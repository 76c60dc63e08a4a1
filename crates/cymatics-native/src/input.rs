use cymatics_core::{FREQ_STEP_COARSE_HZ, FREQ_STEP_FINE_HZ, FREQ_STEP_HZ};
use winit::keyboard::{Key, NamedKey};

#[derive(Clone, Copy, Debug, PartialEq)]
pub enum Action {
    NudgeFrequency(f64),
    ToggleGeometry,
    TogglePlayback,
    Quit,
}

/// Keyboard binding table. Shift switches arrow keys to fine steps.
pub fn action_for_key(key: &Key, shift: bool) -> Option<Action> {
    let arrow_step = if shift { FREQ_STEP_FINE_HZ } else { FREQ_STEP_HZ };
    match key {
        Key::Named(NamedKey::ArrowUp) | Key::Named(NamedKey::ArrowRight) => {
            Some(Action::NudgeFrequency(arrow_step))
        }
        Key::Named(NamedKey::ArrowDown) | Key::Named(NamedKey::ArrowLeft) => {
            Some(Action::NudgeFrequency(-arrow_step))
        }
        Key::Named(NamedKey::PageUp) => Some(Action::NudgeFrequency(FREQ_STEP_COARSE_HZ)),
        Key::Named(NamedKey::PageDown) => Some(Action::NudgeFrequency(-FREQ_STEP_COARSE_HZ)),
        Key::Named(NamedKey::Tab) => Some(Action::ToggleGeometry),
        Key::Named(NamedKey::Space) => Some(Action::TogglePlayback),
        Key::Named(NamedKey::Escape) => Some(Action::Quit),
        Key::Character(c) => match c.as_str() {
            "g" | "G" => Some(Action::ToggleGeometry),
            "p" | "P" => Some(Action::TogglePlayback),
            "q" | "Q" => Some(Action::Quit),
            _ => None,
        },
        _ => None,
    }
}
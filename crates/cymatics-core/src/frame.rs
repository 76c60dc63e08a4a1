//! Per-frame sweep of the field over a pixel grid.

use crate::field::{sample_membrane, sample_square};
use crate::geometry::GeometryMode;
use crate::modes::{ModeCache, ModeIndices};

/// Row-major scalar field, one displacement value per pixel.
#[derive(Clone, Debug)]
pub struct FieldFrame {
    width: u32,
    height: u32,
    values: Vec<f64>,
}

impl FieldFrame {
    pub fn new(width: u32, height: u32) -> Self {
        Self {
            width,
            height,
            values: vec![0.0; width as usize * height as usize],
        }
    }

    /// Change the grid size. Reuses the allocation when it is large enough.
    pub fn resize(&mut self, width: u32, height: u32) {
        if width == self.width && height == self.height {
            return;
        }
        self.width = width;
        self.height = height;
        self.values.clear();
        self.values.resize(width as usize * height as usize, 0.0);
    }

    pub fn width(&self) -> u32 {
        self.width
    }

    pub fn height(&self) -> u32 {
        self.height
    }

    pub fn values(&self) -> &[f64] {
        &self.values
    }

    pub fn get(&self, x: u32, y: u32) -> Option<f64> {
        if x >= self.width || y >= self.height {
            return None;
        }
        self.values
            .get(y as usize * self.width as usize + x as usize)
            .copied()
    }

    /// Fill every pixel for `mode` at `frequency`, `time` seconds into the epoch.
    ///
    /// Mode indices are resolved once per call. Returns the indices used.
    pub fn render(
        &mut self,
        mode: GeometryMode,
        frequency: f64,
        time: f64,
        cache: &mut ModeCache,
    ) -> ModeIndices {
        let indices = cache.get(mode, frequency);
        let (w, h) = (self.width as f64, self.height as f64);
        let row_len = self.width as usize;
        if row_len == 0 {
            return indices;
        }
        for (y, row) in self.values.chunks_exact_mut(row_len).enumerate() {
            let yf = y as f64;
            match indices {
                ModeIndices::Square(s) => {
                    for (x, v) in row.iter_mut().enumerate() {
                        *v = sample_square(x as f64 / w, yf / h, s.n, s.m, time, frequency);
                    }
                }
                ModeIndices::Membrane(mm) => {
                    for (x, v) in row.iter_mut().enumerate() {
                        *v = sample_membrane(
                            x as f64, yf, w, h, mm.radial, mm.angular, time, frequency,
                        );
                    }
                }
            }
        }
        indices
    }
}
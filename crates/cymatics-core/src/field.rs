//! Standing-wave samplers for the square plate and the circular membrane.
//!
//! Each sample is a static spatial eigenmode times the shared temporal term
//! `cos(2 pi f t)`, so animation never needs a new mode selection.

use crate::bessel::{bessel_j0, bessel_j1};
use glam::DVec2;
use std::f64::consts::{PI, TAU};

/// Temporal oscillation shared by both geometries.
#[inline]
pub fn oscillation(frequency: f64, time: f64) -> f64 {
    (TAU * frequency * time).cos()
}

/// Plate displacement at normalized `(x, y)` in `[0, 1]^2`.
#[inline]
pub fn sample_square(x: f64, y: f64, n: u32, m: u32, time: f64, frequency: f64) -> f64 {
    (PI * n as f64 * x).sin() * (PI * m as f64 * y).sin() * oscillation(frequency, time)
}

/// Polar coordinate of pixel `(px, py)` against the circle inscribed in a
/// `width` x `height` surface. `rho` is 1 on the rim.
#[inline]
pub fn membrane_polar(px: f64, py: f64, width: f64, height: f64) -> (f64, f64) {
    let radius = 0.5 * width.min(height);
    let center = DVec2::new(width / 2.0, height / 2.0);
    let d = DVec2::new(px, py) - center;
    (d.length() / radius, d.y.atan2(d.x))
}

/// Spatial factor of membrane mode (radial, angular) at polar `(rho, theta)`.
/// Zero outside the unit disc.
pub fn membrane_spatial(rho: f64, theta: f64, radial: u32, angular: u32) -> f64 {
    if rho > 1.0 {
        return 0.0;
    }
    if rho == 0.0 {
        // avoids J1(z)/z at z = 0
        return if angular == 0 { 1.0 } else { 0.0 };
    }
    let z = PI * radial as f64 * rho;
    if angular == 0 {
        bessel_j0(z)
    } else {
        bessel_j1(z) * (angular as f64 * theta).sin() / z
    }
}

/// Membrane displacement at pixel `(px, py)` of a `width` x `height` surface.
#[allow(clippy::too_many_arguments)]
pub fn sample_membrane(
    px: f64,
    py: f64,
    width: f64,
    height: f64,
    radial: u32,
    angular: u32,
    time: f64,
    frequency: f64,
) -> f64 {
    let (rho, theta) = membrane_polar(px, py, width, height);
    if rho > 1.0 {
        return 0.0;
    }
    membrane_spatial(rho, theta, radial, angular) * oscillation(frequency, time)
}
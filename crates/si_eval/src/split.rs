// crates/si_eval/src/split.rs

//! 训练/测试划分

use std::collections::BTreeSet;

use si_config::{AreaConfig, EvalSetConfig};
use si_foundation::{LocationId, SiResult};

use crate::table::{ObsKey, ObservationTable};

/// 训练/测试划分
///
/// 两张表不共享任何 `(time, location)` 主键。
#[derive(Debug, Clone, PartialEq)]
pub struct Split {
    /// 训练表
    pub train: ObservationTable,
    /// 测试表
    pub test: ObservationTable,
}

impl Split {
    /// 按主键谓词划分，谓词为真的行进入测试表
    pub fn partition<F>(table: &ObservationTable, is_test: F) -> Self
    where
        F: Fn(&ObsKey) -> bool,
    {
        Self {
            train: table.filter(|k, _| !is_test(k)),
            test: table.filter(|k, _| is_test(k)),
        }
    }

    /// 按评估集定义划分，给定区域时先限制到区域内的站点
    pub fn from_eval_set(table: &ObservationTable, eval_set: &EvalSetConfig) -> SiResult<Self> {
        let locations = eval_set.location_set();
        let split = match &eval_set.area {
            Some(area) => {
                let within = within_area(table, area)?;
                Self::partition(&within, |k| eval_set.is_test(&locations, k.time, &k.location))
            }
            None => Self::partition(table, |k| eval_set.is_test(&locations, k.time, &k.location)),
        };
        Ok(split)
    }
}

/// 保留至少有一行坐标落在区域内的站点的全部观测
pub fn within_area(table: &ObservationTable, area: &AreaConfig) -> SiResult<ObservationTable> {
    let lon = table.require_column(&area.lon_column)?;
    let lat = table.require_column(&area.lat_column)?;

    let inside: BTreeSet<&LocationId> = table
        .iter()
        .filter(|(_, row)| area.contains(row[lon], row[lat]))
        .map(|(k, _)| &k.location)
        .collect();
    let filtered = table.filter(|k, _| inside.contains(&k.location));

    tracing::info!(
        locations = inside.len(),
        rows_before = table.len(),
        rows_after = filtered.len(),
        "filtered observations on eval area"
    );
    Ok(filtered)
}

-----

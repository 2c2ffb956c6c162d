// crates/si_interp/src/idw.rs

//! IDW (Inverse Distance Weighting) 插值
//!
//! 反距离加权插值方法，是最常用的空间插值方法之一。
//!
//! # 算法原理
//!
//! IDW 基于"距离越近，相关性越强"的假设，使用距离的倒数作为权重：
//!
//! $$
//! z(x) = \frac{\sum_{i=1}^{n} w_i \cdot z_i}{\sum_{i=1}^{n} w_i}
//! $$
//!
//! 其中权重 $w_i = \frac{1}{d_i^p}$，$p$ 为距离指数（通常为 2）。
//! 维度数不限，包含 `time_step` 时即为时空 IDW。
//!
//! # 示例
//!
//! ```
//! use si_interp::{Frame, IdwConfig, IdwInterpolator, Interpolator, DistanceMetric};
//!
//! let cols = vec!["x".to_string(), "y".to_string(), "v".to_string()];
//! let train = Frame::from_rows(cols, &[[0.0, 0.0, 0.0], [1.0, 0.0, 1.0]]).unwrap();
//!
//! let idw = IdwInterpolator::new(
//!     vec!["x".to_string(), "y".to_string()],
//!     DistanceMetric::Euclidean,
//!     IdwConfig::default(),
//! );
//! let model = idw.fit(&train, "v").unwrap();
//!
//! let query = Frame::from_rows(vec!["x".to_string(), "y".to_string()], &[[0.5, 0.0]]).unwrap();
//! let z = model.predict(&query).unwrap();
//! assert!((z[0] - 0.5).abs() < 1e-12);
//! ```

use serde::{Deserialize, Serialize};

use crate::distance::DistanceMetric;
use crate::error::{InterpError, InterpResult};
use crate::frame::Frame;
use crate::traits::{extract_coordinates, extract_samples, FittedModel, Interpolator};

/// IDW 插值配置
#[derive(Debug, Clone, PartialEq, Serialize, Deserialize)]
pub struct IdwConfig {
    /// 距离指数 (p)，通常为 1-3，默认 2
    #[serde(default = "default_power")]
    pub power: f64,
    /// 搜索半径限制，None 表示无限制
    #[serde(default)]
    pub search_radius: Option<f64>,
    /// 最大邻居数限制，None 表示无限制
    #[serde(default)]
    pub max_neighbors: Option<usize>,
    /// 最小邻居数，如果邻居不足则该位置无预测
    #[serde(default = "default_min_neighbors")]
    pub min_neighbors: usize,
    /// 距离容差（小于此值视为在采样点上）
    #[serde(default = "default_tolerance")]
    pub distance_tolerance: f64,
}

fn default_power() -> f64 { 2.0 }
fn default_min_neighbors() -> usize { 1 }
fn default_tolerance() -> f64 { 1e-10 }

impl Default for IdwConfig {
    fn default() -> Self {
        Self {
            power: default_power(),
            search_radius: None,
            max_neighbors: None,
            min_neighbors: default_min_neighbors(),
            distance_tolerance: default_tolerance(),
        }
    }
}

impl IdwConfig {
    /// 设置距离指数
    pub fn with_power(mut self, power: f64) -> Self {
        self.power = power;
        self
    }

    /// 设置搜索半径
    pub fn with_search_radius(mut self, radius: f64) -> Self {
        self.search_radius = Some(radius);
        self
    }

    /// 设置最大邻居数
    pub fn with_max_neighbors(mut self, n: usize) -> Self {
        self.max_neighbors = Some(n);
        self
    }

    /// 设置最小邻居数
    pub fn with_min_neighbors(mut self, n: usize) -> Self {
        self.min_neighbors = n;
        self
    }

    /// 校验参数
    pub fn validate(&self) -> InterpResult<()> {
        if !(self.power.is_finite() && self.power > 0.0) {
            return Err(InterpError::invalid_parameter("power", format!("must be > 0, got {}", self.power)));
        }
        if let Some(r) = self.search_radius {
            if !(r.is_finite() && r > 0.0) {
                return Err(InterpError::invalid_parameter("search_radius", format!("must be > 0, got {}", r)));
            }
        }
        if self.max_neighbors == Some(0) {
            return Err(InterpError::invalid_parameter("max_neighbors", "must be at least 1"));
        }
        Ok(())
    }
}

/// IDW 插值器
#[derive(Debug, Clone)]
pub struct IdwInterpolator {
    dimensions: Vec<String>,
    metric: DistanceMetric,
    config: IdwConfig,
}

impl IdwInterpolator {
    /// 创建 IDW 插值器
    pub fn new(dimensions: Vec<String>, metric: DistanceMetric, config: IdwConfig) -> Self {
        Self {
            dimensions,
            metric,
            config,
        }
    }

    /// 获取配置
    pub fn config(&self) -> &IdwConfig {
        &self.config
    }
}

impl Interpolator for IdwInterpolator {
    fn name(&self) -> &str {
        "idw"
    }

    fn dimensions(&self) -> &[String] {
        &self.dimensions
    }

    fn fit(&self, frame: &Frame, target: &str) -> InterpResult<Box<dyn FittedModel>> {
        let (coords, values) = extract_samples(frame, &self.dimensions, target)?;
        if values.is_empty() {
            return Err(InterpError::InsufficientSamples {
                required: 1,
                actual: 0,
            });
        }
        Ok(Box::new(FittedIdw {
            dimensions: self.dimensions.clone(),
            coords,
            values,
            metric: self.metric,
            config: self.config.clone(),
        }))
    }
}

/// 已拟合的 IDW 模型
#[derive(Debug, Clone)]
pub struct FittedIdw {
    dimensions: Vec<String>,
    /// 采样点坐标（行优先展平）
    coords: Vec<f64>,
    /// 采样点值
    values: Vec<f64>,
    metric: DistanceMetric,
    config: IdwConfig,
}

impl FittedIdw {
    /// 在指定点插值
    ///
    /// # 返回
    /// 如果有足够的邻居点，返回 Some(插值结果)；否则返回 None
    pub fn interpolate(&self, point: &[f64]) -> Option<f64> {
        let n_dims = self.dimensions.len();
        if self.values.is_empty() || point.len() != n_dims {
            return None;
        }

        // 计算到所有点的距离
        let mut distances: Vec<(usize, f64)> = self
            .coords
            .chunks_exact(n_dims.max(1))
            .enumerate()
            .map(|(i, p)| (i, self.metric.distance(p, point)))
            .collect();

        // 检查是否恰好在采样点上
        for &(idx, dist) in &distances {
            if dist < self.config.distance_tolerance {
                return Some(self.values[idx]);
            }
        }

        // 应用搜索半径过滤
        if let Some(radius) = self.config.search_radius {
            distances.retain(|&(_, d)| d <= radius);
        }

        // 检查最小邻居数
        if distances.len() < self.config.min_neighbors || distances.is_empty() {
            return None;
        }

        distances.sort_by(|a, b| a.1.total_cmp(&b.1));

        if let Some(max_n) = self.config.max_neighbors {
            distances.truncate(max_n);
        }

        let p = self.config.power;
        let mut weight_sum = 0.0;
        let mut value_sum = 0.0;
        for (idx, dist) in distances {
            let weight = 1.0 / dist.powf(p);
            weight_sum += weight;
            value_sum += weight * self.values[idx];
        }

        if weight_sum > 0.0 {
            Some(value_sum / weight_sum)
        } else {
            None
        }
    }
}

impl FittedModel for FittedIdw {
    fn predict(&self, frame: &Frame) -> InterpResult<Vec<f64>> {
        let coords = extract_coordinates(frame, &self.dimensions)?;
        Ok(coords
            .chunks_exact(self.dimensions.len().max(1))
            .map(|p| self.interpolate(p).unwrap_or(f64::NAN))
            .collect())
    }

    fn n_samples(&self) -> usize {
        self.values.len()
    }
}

-----

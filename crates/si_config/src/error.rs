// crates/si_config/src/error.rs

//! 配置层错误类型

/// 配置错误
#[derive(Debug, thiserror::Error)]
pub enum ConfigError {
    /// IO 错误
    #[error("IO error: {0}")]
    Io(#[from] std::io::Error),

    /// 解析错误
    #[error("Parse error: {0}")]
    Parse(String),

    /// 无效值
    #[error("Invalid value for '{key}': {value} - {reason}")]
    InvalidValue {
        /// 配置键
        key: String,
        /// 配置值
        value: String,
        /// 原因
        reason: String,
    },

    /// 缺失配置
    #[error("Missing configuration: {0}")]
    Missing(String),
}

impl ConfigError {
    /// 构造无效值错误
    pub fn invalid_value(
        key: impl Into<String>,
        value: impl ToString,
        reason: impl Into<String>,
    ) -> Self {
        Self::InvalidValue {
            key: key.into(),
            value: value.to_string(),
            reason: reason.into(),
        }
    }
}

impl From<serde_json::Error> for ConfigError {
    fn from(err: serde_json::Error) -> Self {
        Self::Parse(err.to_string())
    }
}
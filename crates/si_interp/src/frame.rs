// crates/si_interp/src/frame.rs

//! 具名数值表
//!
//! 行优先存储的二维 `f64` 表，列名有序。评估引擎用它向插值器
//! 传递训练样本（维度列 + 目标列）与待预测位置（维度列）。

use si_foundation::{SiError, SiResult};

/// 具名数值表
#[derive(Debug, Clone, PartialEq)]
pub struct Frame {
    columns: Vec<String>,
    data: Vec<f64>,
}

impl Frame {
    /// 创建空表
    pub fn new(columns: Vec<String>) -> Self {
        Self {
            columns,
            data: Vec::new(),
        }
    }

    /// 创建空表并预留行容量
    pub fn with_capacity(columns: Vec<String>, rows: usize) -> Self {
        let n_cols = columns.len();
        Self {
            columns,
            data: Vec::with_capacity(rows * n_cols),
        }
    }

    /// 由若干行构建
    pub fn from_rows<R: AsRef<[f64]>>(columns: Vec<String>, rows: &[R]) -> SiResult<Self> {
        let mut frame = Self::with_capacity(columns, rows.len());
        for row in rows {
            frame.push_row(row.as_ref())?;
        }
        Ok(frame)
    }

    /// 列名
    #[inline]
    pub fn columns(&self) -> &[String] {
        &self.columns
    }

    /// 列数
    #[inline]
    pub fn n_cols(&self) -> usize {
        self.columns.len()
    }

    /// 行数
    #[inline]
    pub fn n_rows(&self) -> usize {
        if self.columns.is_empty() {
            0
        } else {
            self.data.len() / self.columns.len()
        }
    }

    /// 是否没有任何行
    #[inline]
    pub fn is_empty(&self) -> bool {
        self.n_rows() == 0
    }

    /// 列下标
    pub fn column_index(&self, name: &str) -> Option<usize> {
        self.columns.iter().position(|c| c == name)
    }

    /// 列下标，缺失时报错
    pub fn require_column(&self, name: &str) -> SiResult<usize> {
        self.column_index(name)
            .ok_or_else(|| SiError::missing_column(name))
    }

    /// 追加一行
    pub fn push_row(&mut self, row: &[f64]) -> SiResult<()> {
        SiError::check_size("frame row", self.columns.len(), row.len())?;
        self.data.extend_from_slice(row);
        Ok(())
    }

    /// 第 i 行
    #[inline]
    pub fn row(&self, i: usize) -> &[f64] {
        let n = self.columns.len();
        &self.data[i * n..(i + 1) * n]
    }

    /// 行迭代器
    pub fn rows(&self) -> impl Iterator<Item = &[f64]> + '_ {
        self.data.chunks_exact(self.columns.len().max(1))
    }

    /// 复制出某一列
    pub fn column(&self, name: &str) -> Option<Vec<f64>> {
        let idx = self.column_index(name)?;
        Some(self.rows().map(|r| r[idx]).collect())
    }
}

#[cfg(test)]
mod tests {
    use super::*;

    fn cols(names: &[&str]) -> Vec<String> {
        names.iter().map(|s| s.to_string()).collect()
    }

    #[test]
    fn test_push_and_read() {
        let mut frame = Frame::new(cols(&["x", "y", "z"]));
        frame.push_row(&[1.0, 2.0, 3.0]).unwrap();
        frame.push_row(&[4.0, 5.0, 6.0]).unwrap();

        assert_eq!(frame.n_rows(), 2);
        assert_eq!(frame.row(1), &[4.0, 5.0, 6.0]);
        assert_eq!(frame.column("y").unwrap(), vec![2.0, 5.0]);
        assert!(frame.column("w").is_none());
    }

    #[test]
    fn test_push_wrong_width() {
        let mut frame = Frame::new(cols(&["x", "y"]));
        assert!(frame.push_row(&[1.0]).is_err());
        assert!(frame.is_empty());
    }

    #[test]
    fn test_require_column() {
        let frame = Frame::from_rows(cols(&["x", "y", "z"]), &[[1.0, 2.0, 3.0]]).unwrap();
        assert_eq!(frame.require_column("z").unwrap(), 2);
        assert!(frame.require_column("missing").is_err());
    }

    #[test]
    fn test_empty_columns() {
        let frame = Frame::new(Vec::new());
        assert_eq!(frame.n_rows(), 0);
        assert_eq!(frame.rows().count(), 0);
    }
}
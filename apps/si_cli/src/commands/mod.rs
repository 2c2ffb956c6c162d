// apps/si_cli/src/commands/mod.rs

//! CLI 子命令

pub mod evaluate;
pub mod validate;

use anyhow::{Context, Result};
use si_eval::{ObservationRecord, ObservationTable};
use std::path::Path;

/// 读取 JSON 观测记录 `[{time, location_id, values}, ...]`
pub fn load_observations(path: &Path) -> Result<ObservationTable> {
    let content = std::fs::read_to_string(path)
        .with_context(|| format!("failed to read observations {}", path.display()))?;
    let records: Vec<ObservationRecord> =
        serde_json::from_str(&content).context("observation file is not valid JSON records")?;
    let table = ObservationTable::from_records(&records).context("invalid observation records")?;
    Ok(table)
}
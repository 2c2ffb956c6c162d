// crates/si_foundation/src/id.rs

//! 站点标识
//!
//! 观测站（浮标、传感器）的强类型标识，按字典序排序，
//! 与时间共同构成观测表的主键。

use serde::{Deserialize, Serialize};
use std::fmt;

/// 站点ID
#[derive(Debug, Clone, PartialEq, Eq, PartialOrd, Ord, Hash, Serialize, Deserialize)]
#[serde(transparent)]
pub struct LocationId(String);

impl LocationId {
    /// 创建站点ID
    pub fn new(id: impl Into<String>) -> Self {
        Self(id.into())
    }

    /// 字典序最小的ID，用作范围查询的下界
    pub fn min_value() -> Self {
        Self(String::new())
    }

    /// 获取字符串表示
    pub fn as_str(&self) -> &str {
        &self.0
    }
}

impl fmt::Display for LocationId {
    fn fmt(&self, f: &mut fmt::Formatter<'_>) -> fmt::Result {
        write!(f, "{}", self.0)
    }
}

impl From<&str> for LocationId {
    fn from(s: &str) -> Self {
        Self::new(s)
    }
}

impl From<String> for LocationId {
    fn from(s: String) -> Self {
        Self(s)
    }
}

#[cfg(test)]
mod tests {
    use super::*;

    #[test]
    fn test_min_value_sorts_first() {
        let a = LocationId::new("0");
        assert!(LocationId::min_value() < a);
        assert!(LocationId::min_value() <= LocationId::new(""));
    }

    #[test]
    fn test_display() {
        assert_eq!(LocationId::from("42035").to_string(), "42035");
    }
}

-----

§ **Activity**: Whenever a line of the listing above holds the word "inside", copy that line.

§ **Written response**:
    let inside: BTreeSet<&LocationId> = table
    let filtered = table.filter(|k, _| inside.contains(&k.location));
        locations = inside.len(),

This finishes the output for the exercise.